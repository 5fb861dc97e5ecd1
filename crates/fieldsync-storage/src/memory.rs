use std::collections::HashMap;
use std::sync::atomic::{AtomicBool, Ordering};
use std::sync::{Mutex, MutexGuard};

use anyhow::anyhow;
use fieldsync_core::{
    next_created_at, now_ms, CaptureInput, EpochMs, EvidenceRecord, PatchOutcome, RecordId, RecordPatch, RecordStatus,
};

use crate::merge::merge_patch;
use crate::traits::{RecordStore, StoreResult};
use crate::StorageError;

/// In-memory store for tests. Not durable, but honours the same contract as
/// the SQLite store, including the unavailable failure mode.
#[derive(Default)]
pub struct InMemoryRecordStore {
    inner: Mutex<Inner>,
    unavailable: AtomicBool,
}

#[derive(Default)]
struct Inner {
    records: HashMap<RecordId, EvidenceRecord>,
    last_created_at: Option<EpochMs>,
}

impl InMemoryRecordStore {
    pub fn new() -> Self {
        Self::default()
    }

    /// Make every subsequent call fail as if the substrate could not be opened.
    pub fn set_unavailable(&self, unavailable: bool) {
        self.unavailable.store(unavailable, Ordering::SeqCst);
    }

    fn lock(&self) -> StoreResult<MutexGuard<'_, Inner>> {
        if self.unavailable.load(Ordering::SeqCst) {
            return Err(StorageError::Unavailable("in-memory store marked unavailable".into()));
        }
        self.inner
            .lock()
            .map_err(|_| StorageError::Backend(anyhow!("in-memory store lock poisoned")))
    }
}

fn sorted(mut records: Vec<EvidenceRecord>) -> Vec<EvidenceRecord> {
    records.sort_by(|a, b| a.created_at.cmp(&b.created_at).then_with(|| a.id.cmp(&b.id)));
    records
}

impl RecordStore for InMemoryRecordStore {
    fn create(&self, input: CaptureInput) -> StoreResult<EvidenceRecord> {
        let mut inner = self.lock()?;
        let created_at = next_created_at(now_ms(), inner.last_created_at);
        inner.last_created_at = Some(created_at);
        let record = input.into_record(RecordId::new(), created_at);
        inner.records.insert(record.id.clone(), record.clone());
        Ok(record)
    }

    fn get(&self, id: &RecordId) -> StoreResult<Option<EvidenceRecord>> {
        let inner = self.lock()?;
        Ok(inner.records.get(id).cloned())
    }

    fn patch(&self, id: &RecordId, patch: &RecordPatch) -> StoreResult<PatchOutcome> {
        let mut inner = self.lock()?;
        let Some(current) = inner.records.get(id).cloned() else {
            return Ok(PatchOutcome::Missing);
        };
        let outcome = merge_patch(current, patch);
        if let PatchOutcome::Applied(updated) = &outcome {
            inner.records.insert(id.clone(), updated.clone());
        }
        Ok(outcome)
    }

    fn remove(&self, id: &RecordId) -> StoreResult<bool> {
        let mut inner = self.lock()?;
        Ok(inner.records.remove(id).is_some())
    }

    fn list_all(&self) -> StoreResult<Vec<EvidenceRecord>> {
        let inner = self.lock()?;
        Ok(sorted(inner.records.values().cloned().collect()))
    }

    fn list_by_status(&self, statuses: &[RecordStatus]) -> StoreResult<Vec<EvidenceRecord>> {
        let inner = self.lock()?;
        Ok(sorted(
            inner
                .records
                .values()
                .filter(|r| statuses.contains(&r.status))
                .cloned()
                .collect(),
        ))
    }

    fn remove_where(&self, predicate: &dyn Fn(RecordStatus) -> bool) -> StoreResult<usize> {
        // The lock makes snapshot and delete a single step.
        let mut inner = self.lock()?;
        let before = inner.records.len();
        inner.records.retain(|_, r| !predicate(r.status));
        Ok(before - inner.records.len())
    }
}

**Task prompt:** Output the number of lines in the records above that contain the string "RecordId", and no other text.

**Answer for the task:** 6